How is DCIS diagnosed?

The first sign of DCIS is usually detected on a routine mammogram; prior to the wide use of mammography, the condition was rarely diagnosed until tumors became large enough to be felt. DCIS often appears on a mammogram as tiny specks of calcium, called microcalcifications. The diagnosis is confirmed with a biopsy in which a small sample of cells is removed and studied under a microscope.

What are the treatment options for DCIS?

Many women with DCIS can be treated with a lumpectomy (surgery to remove the lesion). This is called "breast-conserving" treatment. It is recommended for women with small DCIS lesions and leaves a margin of cancer-free tissue on all sides of the DCIS. Following lumpectomy, most women need to undergo six to seven weeks of radiation therapy to destroy any remaining cancer cells. In other cases, the DCIS lesion is large, or there are several of them in the breast. At this stage, it's impossible for the surgeon to achieve clear margins of sufficient size of cancer-free tissue surrounding the lesion. For these patients, a mastectomy — removal of the entire breast — is the safest strategy to ensure all the cancer has been eliminated.

Doctors emphasize that a diagnosis of DCIS should not cause women to rush into one treatment or another. There is plenty of time to become familiar with the disease and with the various treatment options, and arrive at a well-reasoned decision.

What is the role of tamoxifen in treatment for DCIS?

Physicians don't prescribe chemotherapy for women with DCIS, but patients may be offered the estrogen-blocking drug tamoxifen as an additional protection against cancer recurrence. Tamoxifen, long used as part of treatment for breast cancer and to prevent the disease in women who are at high risk, was approved in 2000 by the U.S. Food and Drug Administration for women following surgery for DCIS.

In clinical trials, tamoxifen reduced the cancer recurrence rate from 13 percent to about 8 percent in women who had had lumpectomy and radiation as their DCIS treatment. That benefit must be weighed against the side effects of tamoxifen, which include hot flashes and weight gain and, rarely, the development of blood clots or endometrial cancer.
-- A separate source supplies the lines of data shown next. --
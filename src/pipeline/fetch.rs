// src/pipeline/fetch.rs

//! Fetch media from every configured source and write a JSON report.

use std::path::Path;

use chrono::{DateTime, Utc};
use futures::future::join_all;
use serde::Serialize;
use tokio::io::AsyncWriteExt;

use crate::error::Result;
use crate::models::{FetchRequest, MediaMatch};
use crate::services::MediaSource;

/// Outcome of one source for one request.
#[derive(Debug, Clone, Serialize)]
pub struct SourceOutcome {
    pub source_id: String,
    pub matches: Vec<MediaMatch>,
    #[serde(skip_serializing_if = "Option::is_none")]
    pub error: Option<String>,
}

/// Everything a fetch run produced.
#[derive(Debug, Clone, Serialize)]
pub struct FetchReport {
    pub request: FetchRequest,
    pub started_at: DateTime<Utc>,
    pub finished_at: DateTime<Utc>,
    pub sources: Vec<SourceOutcome>,
}

impl FetchReport {
    pub fn match_count(&self) -> usize {
        self.sources.iter().map(|s| s.matches.len()).sum()
    }

    pub fn failed_sources(&self) -> impl Iterator<Item = &str> {
        self.sources
            .iter()
            .filter(|s| s.error.is_some())
            .map(|s| s.source_id.as_str())
    }
}

/// Run `request` against every source concurrently.
///
/// A failing source is recorded in its outcome and does not abort the run.
pub async fn run_fetch(sources: &[Box<dyn MediaSource>], request: &FetchRequest) -> FetchReport {
    let started_at = Utc::now();
    log::info!(
        "Fetching {:?} from {} source(s)",
        request.subject_names,
        sources.len()
    );

    let outcomes = join_all(sources.iter().map(|source| async move {
        match source.fetch(request).await {
            Ok(matches) => {
                log::info!("[{}] {} match(es)", source.id(), matches.len());
                SourceOutcome {
                    source_id: source.id().to_string(),
                    matches,
                    error: None,
                }
            }
            Err(e) => {
                log::warn!("[{}] fetch failed: {}", source.id(), e);
                SourceOutcome {
                    source_id: source.id().to_string(),
                    matches: Vec::new(),
                    error: Some(e.to_string()),
                }
            }
        }
    }))
    .await;

    let report = FetchReport {
        request: request.clone(),
        started_at,
        finished_at: Utc::now(),
        sources: outcomes,
    };
    log::info!(
        "Fetch finished: {} match(es) in {}ms",
        report.match_count(),
        (report.finished_at - report.started_at).num_milliseconds()
    );
    report
}

/// Write `report` as pretty JSON, replacing `path` atomically.
pub async fn write_report(report: &FetchReport, path: &Path) -> Result<()> {
    if let Some(parent) = path.parent() {
        tokio::fs::create_dir_all(parent).await?;
    }

    let bytes = serde_json::to_vec_pretty(report)?;
    let tmp = path.with_extension("tmp");
    let mut file = tokio::fs::File::create(&tmp).await?;
    file.write_all(&bytes).await?;
    file.flush().await?;
    drop(file);

    tokio::fs::rename(&tmp, path).await?;
    log::info!("Report written to {}", path.display());
    Ok(())
}
//! Text heuristics: search keywords, subtitle language, resolution, ids.

use std::sync::LazyLock;

use regex::{Regex, RegexBuilder};
use sha2::{Digest, Sha256};

use crate::models::KEYWORD_PLACEHOLDER;

/// Subtitle keywords, checked in order; the first hit wins.
pub const SUBTITLE_KEYWORDS: &[(&str, &str)] = &[
    ("简中", "CHS"),
    ("简体", "CHS"),
    ("简", "CHS"),
    ("繁中", "CHT"),
    ("繁体", "CHT"),
    ("繁", "CHT"),
    ("日语", "JPN"),
    ("日文", "JPN"),
    ("英语", "ENG"),
    ("英文", "ENG"),
];

/// Tags must stand apart from ASCII letters and digits; CJK neighbours are
/// fine (`繁1080P`).
static RESOLUTION_PATTERNS: LazyLock<Vec<Regex>> = LazyLock::new(|| {
    [r"\d{3,4}p", r"[24]K", r"UHD", r"HD"]
        .iter()
        .filter_map(|tag| {
            RegexBuilder::new(&format!("(?:^|[^0-9a-z])({tag})(?:[^0-9a-z]|$)"))
                .case_insensitive(true)
                .build()
                .ok()
        })
        .collect()
});

const QUALITY_TAGS: &[&str] = &["2160P", "1440P", "2K", "4K", "1080P", "720P"];

static QUALITY_TAG_PATTERN: LazyLock<Option<Regex>> = LazyLock::new(|| {
    RegexBuilder::new(r"(2160|1440|1080|720)p|[24]k")
        .case_insensitive(true)
        .build()
        .ok()
});

/// Build the search keyword from a subject name.
///
/// With `remove_special`, punctuation becomes whitespace; with
/// `use_only_first_word`, only the first whitespace-separated token is kept.
pub fn search_keyword(subject_name: &str, remove_special: bool, use_only_first_word: bool) -> String {
    let mut keyword = subject_name.to_string();
    if remove_special {
        keyword = keyword
            .chars()
            .map(|c| if is_word_char(c) || c.is_whitespace() { c } else { ' ' })
            .collect::<String>()
            .split_whitespace()
            .collect::<Vec<_>>()
            .join(" ");
    }
    if use_only_first_word {
        if let Some(first) = keyword.split_whitespace().next() {
            keyword = first.to_string();
        }
    }
    keyword.trim().to_string()
}

fn is_word_char(c: char) -> bool {
    c.is_alphanumeric() || c == '_'
}

/// Percent-encode a keyword for use in a URL (spaces become `+`).
pub fn encode_url_segment(text: &str) -> String {
    url::form_urlencoded::byte_serialize(text.as_bytes()).collect()
}

/// Substitute an already-built keyword into a search URL template.
///
/// Pure: the template is never modified.
pub fn build_search_url(template: &str, keyword: &str) -> String {
    template.replace(KEYWORD_PLACEHOLDER, &encode_url_segment(keyword))
}

/// First subtitle language whose keyword occurs in `text`.
pub fn subtitle_language(text: &str) -> Option<&'static str> {
    SUBTITLE_KEYWORDS
        .iter()
        .find(|(keyword, _)| text.contains(keyword))
        .map(|(_, lang)| *lang)
}

/// Languages guessed from the channel name and then the episode name,
/// deduplicated, in that order.
pub fn guess_subtitle_languages(channel: Option<&str>, episode_name: &str) -> Vec<String> {
    let mut languages: Vec<String> = Vec::new();
    for text in channel.into_iter().chain(std::iter::once(episode_name)) {
        if let Some(lang) = subtitle_language(text) {
            if !languages.iter().any(|l| l == lang) {
                languages.push(lang.to_string());
            }
        }
    }
    languages
}

/// Resolution tag found in `text`, upper-cased (`1080P`, `4K`, `HD`).
pub fn extract_resolution(text: &str) -> Option<String> {
    RESOLUTION_PATTERNS.iter().find_map(|pattern| {
        pattern
            .captures(text)
            .and_then(|caps| caps.get(1))
            .map(|m| m.as_str().to_uppercase())
    })
}

/// Whether an episode title looks like a whole movie release
/// (a subtitle marker plus a quality tag).
pub fn is_possibly_movie(title: &str) -> bool {
    let upper = title.to_uppercase();
    (title.contains('简') || title.contains('繁'))
        && QUALITY_TAGS.iter().any(|tag| upper.contains(tag))
}

/// `text` with quality tags (`1080P`, `4K`) removed.
pub fn strip_quality_tags(text: &str) -> String {
    match QUALITY_TAG_PATTERN.as_ref() {
        Some(pattern) => pattern.replace_all(text, "").into_owned(),
        None => text.to_string(),
    }
}

/// Page-local identifier: sequence index plus a full content hash.
pub fn content_id(prefix: &str, index: usize, name: &str, href: &str) -> String {
    let mut hasher = Sha256::new();
    hasher.update(name.as_bytes());
    hasher.update([0u8]);
    hasher.update(href.as_bytes());
    format!("{prefix}{index}_{}", hex::encode(hasher.finalize()))
}
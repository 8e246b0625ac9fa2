//! Episode sort keys and ranges.

use std::cmp::Ordering;
use std::fmt;
use std::sync::LazyLock;

use regex::{Regex, RegexBuilder};
use serde::{Deserialize, Serialize};

/// Normalized ordering key for an episode.
///
/// Numbered episodes compare numerically and always sort before specials
/// (OVA, SP, movies) which compare by their text.
#[derive(Debug, Clone, PartialEq, Eq, Hash, Serialize, Deserialize)]
#[serde(untagged)]
pub enum EpisodeSort {
    Normal(u32),
    Special(String),
}

/// Patterns tried in order by [`parse_sort`]. Prefixed forms come first so a
/// bare number embedded elsewhere in a title is never picked over them.
static SORT_PATTERNS: LazyLock<Vec<Regex>> = LazyLock::new(|| {
    [
        r"第(\d+)集",
        r"第(\d+)[话話]",
        r"EP(\d+)",
        r"(\d+)集",
        r"(\d+)[话話]",
        r"^(\d+)$",
        r"Episode\s*(\d+)",
        r"Ep\s+(\d+)",
    ]
    .iter()
    .filter_map(|p| RegexBuilder::new(p).case_insensitive(true).build().ok())
    .collect()
});

/// Infer an episode sort from a free-text episode name.
///
/// Returns `None` when no known pattern matches. The same name always yields
/// the same sort.
pub fn parse_sort(name: &str) -> Option<EpisodeSort> {
    let name = name.trim();
    SORT_PATTERNS.iter().find_map(|pattern| {
        pattern
            .captures(name)
            .and_then(|caps| caps.get(1))
            .and_then(|m| m.as_str().parse::<u32>().ok())
            .map(EpisodeSort::Normal)
    })
}

impl EpisodeSort {
    /// Build a sort from arbitrary text: plain numbers become `Normal`,
    /// anything else is kept verbatim as `Special`.
    pub fn parse_text(text: &str) -> Self {
        let trimmed = text.trim();
        match trimmed.parse::<u32>() {
            Ok(n) => Self::Normal(n),
            Err(_) => Self::Special(trimmed.to_string()),
        }
    }

    /// The episode number, if this is a numbered episode.
    pub fn number(&self) -> Option<u32> {
        match self {
            Self::Normal(n) => Some(*n),
            Self::Special(_) => None,
        }
    }

    pub fn is_special(&self) -> bool {
        matches!(self, Self::Special(_))
    }
}

impl From<u32> for EpisodeSort {
    fn from(n: u32) -> Self {
        Self::Normal(n)
    }
}

impl fmt::Display for EpisodeSort {
    fn fmt(&self, f: &mut fmt::Formatter<'_>) -> fmt::Result {
        match self {
            Self::Normal(n) => write!(f, "{n}"),
            Self::Special(s) => f.write_str(s),
        }
    }
}

impl Ord for EpisodeSort {
    fn cmp(&self, other: &Self) -> Ordering {
        match (self, other) {
            (Self::Normal(a), Self::Normal(b)) => a.cmp(b),
            (Self::Normal(_), Self::Special(_)) => Ordering::Less,
            (Self::Special(_), Self::Normal(_)) => Ordering::Greater,
            (Self::Special(a), Self::Special(b)) => a.cmp(b),
        }
    }
}

impl PartialOrd for EpisodeSort {
    fn partial_cmp(&self, other: &Self) -> Option<Ordering> {
        Some(self.cmp(other))
    }
}

/// Inclusive range of episodes covered by one media record.
#[derive(Debug, Clone, PartialEq, Eq, Serialize, Deserialize)]
pub struct EpisodeRange {
    pub start: EpisodeSort,
    pub end: EpisodeSort,
}

impl EpisodeRange {
    pub fn single(sort: EpisodeSort) -> Self {
        Self {
            start: sort.clone(),
            end: sort,
        }
    }

    pub fn is_single(&self) -> bool {
        self.start == self.end
    }

    /// Whether `sort` falls inside this range.
    pub fn contains(&self, sort: &EpisodeSort) -> bool {
        &self.start <= sort && sort <= &self.end
    }
}

impl fmt::Display for EpisodeRange {
    fn fmt(&self, f: &mut fmt::Formatter<'_>) -> fmt::Result {
        if self.is_single() {
            write!(f, "{}", self.start)
        } else {
            write!(f, "{}-{}", self.start, self.end)
        }
    }
}
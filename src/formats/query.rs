//! Thin selector-query helpers over `scraper`.
//!
//! Everything a format needs from the HTML layer: select elements, read the
//! text of an element, read an attribute.

use scraper::{ElementRef, Selector};

use crate::error::{AppError, Result};

/// Parse a CSS selector, mapping failures to [`AppError::Selector`].
pub fn parse_selector(s: &str) -> Result<Selector> {
    Selector::parse(s).map_err(|e| AppError::selector(s, format!("{e:?}")))
}

/// Parse a selector for use during extraction; a bad selector is logged and
/// yields `None` so the caller can return an empty result.
pub(crate) fn compile(s: &str) -> Option<Selector> {
    match parse_selector(s.trim()) {
        Ok(selector) => Some(selector),
        Err(e) => {
            log::warn!("{}", e);
            None
        }
    }
}

/// Whether a non-empty selector string parses.
pub(crate) fn is_parsable(s: &str) -> bool {
    !s.trim().is_empty() && Selector::parse(s.trim()).is_ok()
}

/// Inner text with whitespace collapsed.
pub fn element_text(element: &ElementRef<'_>) -> String {
    element
        .text()
        .flat_map(str::split_whitespace)
        .collect::<Vec<_>>()
        .join(" ")
}

/// First match of `selector` within `element`.
pub fn select_first<'a>(element: &ElementRef<'a>, selector: &Selector) -> Option<ElementRef<'a>> {
    element.select(selector).next()
}

/// Non-empty, trimmed attribute value.
pub fn attr(element: &ElementRef<'_>, name: &str) -> Option<String> {
    element
        .value()
        .attr(name)
        .map(str::trim)
        .filter(|v| !v.is_empty())
        .map(str::to_string)
}

/// Non-empty text of the first `selector` match within `element`.
pub fn text_of(element: &ElementRef<'_>, selector: &Selector) -> Option<String> {
    select_first(element, selector)
        .map(|e| element_text(&e))
        .filter(|t| !t.is_empty())
}

/// Link target of the first `selector` match: its `href`, or its text when
/// the element carries the URL as content.
pub fn link_of(element: &ElementRef<'_>, selector: &Selector) -> Option<String> {
    let target = select_first(element, selector)?;
    attr(&target, "href").or_else(|| Some(element_text(&target)).filter(|t| !t.is_empty()))
}
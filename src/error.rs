//! Error types for emx-export

use std::io;
use std::path::PathBuf;

use thiserror::Error;

/// Result type used across the crate
pub type Result<T> = std::result::Result<T, ExportError>;

/// Errors that abort an export.
///
/// Unresolvable embeds are not errors: they degrade to inline diagnostic
/// text. Only infrastructure failures end up here.
#[derive(Debug, Error)]
pub enum ExportError {
    #[error("I/O error on '{}': {source}", path.display())]
    Io {
        path: PathBuf,
        #[source]
        source: io::Error,
    },

    #[error("Note not found: {0}")]
    NoteNotFound(String),

    #[error("Invalid settings file '{}': {source}", path.display())]
    Config {
        path: PathBuf,
        #[source]
        source: serde_yaml::Error,
    },

    #[error("Invalid path: {0}")]
    InvalidPath(String),

    #[error("Splice at {start} must end before the previous splice at {previous_start}")]
    SpliceOrder { start: usize, previous_start: usize },

    #[error("Splice range {start}..{end} is out of bounds for text of length {len}")]
    SpliceBounds { start: usize, end: usize, len: usize },

    #[error("JSON error: {0}")]
    Json(#[from] serde_json::Error),
}

impl ExportError {
    /// Wrap an I/O error with the path it happened on
    pub fn io(path: impl Into<PathBuf>, source: io::Error) -> Self {
        ExportError::Io {
            path: path.into(),
            source,
        }
    }
}
//! Structural index of a note: headings and block anchors with line positions

use std::collections::BTreeMap;

use serde::Serialize;

/// A heading in document order
#[derive(Debug, Clone, PartialEq, Eq, Serialize)]
pub struct HeadingEntry {
    /// Heading text content
    pub text: String,
    /// Heading level (1-6)
    pub level: u8,
    /// Zero-based line the heading starts on
    pub start_line: usize,
}

/// Position of a block anchor
#[derive(Debug, Clone, Copy, PartialEq, Eq, Serialize)]
pub struct BlockEntry {
    /// Zero-based line carrying the anchor
    pub start_line: usize,
}

/// Precomputed outline of one document
#[derive(Debug, Clone, Default, PartialEq, Eq, Serialize)]
pub struct StructuralIndex {
    pub headings: Vec<HeadingEntry>,
    /// Anchor id (without `^`) to its position
    pub blocks: BTreeMap<String, BlockEntry>,
}

impl StructuralIndex {
    /// Build an index by parsing note text
    pub fn from_text(text: &str) -> Self {
        crate::markdown::build_index(text)
    }

    /// First heading whose text matches `name`, ignoring case
    pub fn find_heading(&self, name: &str) -> Option<&HeadingEntry> {
        let wanted = name.to_lowercase();
        self.headings
            .iter()
            .find(|heading| heading.text.to_lowercase() == wanted)
    }

    /// Block anchor by id
    pub fn block(&self, id: &str) -> Option<&BlockEntry> {
        self.blocks.get(id)
    }
}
What is my outlook if I have been diagnosed with DCIS?

Because DCIS by definition has not spread or invaded nearby tissues, it is highly curable as long as the patient undergoes an accepted form of treatment. If not treated, many DCIS lesions will, over time, become invasive cancers that threaten to spread and become dangerous; physicians cannot predict, however, which cases of DCIS will turn into invasive tumors.